(Stored data entries)
<<<<
fn footer_text(state: &AppState) -> String {
    let keys = match state.page {
        Page::Standings => "1-4 Pages | Tab Standings view | j/k Scroll | s Season | ? Help | q Quit",
        Page::Scores | Page::Schedule => "1-4 Pages | j/k Scroll | t Team | r Refresh | ? Help | q Quit",
        Page::StatLeaders => {
            "1-4 Pages | Tab Stat | g Section | n/p Page | [/] Min games | s/y/t Filters | ? Help | q Quit"
        }
    };
    let last_log = state.logs.back().map(String::as_str).unwrap_or("");
    format!("{keys}\n{last_log}")
}

// Standings ------------------------------------------------------------

fn render_standings(frame: &mut Frame, area: Rect, state: &AppState) {
    // Play-off tab only shows up when the season has playoff games.
    let mut labels = vec![
        StandingsTab::Division.label(),
        StandingsTab::Conference.label(),
        StandingsTab::League.label(),
    ];
    let playoff_rows = state.playoff_rows();
    if !playoff_rows.is_empty() {
        labels.push(StandingsTab::Playoff.label());
    }
    // A season change can empty the playoff table out from under the tab.
    let tab = if state.standings_tab == StandingsTab::Playoff && playoff_rows.is_empty() {
        StandingsTab::Division
    } else {
        state.standings_tab
    };
    let tabs_line = tab_bar(
        &labels,
        match tab {
            StandingsTab::Division => 0,
            StandingsTab::Conference => 1,
            StandingsTab::League => 2,
            StandingsTab::Playoff => 3,
        },
    );

    let mut lines: Vec<Line> = vec![tabs_line, Line::raw("")];
    let rows = state.standings_rows();

    match tab {
        StandingsTab::Division => {
            if rows.is_empty() {
                lines.push(empty_notice("No standings for this season"));
            }
            for conference in standings::group_standings(&rows) {
                lines.push(section_header(&format!("{} Conference", conference.conference)));
                for division in &conference.divisions {
                    lines.push(subsection_header(&division.division));
                    push_standings_table(&mut lines, &division.rows);
                    lines.push(Line::raw(""));
                }
            }
        }
        StandingsTab::Conference => {
            if rows.is_empty() {
                lines.push(empty_notice("No standings for this season"));
            }
            for conference in standings::group_standings(&rows) {
                lines.push(section_header(&format!("{} Conference", conference.conference)));
                push_standings_table(&mut lines, &conference.rows);
                lines.push(Line::raw(""));
            }
        }
        StandingsTab::League => {
            if rows.is_empty() {
                lines.push(empty_notice("No standings for this season"));
            } else {
                push_standings_table(&mut lines, &rows);
            }
        }
        StandingsTab::Playoff => {
            for round in playoffs::group_rounds(&playoff_rows) {
                lines.push(section_header(&round.label));
                for matchup in &round.matchups {
                    lines.push(Line::from(vec![
                        Span::styled(
                            format!(
                                "{} {} ",
                                matchup.summary.higher_seed.series_score,
                                matchup.summary.higher_seed.full_name
                            ),
                            Style::default().add_modifier(Modifier::BOLD),
                        ),
                        Span::raw("vs"),
                        Span::styled(
                            format!(
                                " {} {}",
                                matchup.summary.lower_seed.full_name,
                                matchup.summary.lower_seed.series_score
                            ),
                            Style::default().add_modifier(Modifier::BOLD),
                        ),
                    ]));
                    for game in &matchup.games {
                        lines.push(Line::raw(format!("  {}", playoffs::game_line(game))));
                    }
                    lines.push(Line::raw(""));
                }
            }
        }
    }

    render_scrollable(frame, area, lines, state.scroll);
}

fn push_standings_table(lines: &mut Vec<Line>, rows: &[StandingsRow]) {
    let header = format!(
        "{:>4}  {:<24} {:>3} {:>3} {:>3} {:>3} {:>4} {:>5} {:>3} {:>3} {:>4} {:>4} {:>5}  {:<8} {:<8} {:<6} {:<6}",
        "Rank", "Team", "GP", "W", "L", "OT", "PTS", "P %", "RW", "ROW", "GF", "GA", "DIFF",
        "HOME", "AWAY", "S/O", "L10",
    );
    lines.push(Line::styled(
        header,
        Style::default().add_modifier(Modifier::BOLD),
    ));
    for (idx, row) in rows.iter().enumerate() {
        lines.push(standings_line(idx + 1, row));
    }
}

fn standings_line(rank: usize, row: &StandingsRow) -> Line<'static> {
    let left = format!(
        "{rank:>4}  {:<24} {:>3} {:>3} {:>3} {:>3} ",
        row.team_full_name, row.games_played, row.wins, row.losses, row.ots,
    );
    let points = format!("{:>4}", row.points);
    let mid = format!(
        " {:>5.1} {:>3} {:>3} {:>4} {:>4} ",
        row.points_pct,
        row.wins_reg,
        row.wins_reg_ot,
        row.goals_for,
        row.goals_against,
    );
    let diff = format!("{:>5}", format!("{:+}", row.goals_diff));
    let right = format!(
        "  {:<8} {:<8} {:<6} {:<6}",
        row.record_home, row.record_away, row.record_so, row.record_last_10,
    );

    let diff_style = if row.goals_diff > 0 {
        Style::default().fg(Color::Green)
    } else if row.goals_diff < 0 {
        Style::default().fg(Color::Red)
    } else {
        Style::default()
    };

    Line::from(vec![
        Span::raw(left),
        Span::styled(
            points,
            Style::default().fg(Color::Yellow).add_modifier(Modifier::BOLD),
        ),
        Span::raw(mid),
        Span::styled(diff, diff_style),
        Span::raw(right),
    ])
}

// Scores ---------------------------------------------------------------

fn render_scores(frame: &mut Frame, area: Rect, state: &AppState) {
    let rows = state.scores_rows();
    let mut lines: Vec<Line> = Vec::new();

    if rows.is_empty() {
        lines.push(empty_notice("No recent games for this team"));
    }

    let mut current_date: Option<&str> = None;
    for row in &rows {
        if current_date != Some(row.local_date.as_str()) {
            if current_date.is_some() {
                lines.push(Line::raw(""));
            }
            lines.push(section_header(&timefmt::pretty_date(&row.local_date)));
            current_date = Some(row.local_date.as_str());
        }
        lines.push(score_line(row));
    }

    render_scrollable(frame, area, lines, state.scroll);
}

fn score_line(row: &GameRow) -> Line<'static> {
    let home_won = row.home_team_score > row.away_team_score;
    let bold = Style::default().add_modifier(Modifier::BOLD);
    let plain = Style::default();
    let marker = match row.period_type.as_str() {
        "OT" => " (OT)",
        "SO" => " (SO)",
        _ => "",
    };
    Line::from(vec![
        Span::raw(format!("  {}  ", row.local_time)),
        Span::styled(
            format!(
                "{:<24} {}",
                row.away_team_full_name, row.away_team_score
            ),
            if home_won { plain } else { bold },
        ),
        Span::raw(" @ "),
        Span::styled(
            format!(
                "{} {:<24}",
                row.home_team_score, row.home_team_full_name
            ),
            if home_won { bold } else { plain },
        ),
        Span::raw(marker),
    ])
}

// Schedule -------------------------------------------------------------

fn render_schedule(frame: &mut Frame, area: Rect, state: &AppState) {
    let rows = state.schedule_rows();
    let mut lines: Vec<Line> = Vec::new();

    let last_date = rows.last().map(|r| r.local_date.clone()).unwrap_or_default();
    let days = timefmt::days_through(&last_date);

    if days.is_empty() {
        lines.push(empty_notice("No upcoming games for this team"));
    }

    for day in days {
        let date = day.format(timefmt::DATE_FORMAT).to_string();
        lines.push(section_header(&timefmt::pretty_date(&date)));
        let todays: Vec<_> = rows.iter().filter(|r| r.local_date == date).collect();
        if todays.is_empty() {
            lines.push(empty_notice("No games scheduled"));
        }
        for row in todays {
            lines.push(Line::raw(format!(
                "  {}  {:<24} @ {:<24}",
                row.local_time, row.away_team_full_name, row.home_team_full_name,
            )));
        }
        lines.push(Line::raw(""));
    }

    render_scrollable(frame, area, lines, state.scroll);
}

// Stat leaders ---------------------------------------------------------

const MEDALS: [&str; 3] = ["🥇", "🥈", "🥉"];

fn render_leaders(frame: &mut Frame, area: Rect, state: &AppState) {
    let tabs = state.leaders_tabs();
    let labels: Vec<&str> = tabs.iter().map(|t| t.label).collect();
    let current = state.leaders_tab.min(tabs.len() - 1);
    let spec = state.current_tab_spec();

    let mut lines: Vec<Line> = vec![
        section_header(state.leaders_section.header()),
        tab_bar(&labels, current),
    ];
    if let Some(help) = spec.help {
        lines.push(Line::styled(help, Style::default().fg(Color::DarkGray)));
    }
    lines.push(Line::raw(""));

    if state.leaders_section == LeadersSection::Goaltenders {
        if let (Some(filter), Some(floor)) =
            (state.goalie_min_games(), state.effective_min_games())
        {
            lines.push(Line::styled(
                format!(
                    "Min games played: {floor} (step {}, max {})  adjust with [ and ]",
                    filter.step, filter.max_value
                ),
                Style::default().fg(Color::DarkGray),
            ));
            lines.push(Line::raw(""));
        }
    }

    let ranked = state.ranked_leaders(state.leaders_section);
    let page = state.clamped_page();
    let total = rankings::total_pages(ranked.len(), DEFAULT_PAGE_SIZE);
    let page_rows = match rankings::page_slice(&ranked, DEFAULT_PAGE_SIZE, page) {
        Ok(rows) => rows,
        Err(_) => &[],
    };

    if ranked.is_empty() {
        lines.push(empty_notice("No players match the current filters"));
    } else {
        for (idx, entry) in rankings::podium(&ranked).iter().enumerate() {
            lines.push(Line::from(vec![
                Span::raw(format!("{} ", MEDALS[idx])),
                Span::styled(
                    format!("{:<24}", entry.row.full_name),
                    Style::default().add_modifier(Modifier::BOLD),
                ),
                Span::raw(format!("{:<5}", entry.row.team_abbrev_name)),
                Span::styled(
                    format_stat(entry.row.stat(spec.name), spec),
                    Style::default().fg(Color::Yellow),
                ),
            ]));
        }
        lines.push(Line::raw(""));

        lines.push(leaders_table_header(state, spec));
        for entry in page_rows {
            lines.push(leaders_line(state, entry.rank, &entry.row, spec));
        }
        lines.push(Line::raw(""));
        lines.push(Line::styled(
            format!("Page {page} of {total}  ({} players)", ranked.len()),
            Style::default().fg(Color::DarkGray),
        ));
    }

    render_scrollable(frame, area, lines, state.scroll);
}

fn leaders_table_header(state: &AppState, spec: &ColumnSpec) -> Line<'static> {
    let pos = if state.leaders_section == LeadersSection::Goaltenders {
        String::new()
    } else {
        format!("{:<4} ", "Pos")
    };
    Line::styled(
        format!(
            "{:>4}  {:<24} {:<5} {pos}{:>4} {:>7} {:>9}",
            "Rank", "Name", "Team", "GP", "TOI", spec.label,
        ),
        Style::default().add_modifier(Modifier::BOLD),
    )
}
>>>>
[WORK TO BE COMPLETED]: Your task is to return each line of the data above that contains the string "players".

[FINAL ANSWER]:
        lines.push(empty_notice("No players match the current filters"));
            format!("Page {page} of {total}  ({} players)", ranked.len()),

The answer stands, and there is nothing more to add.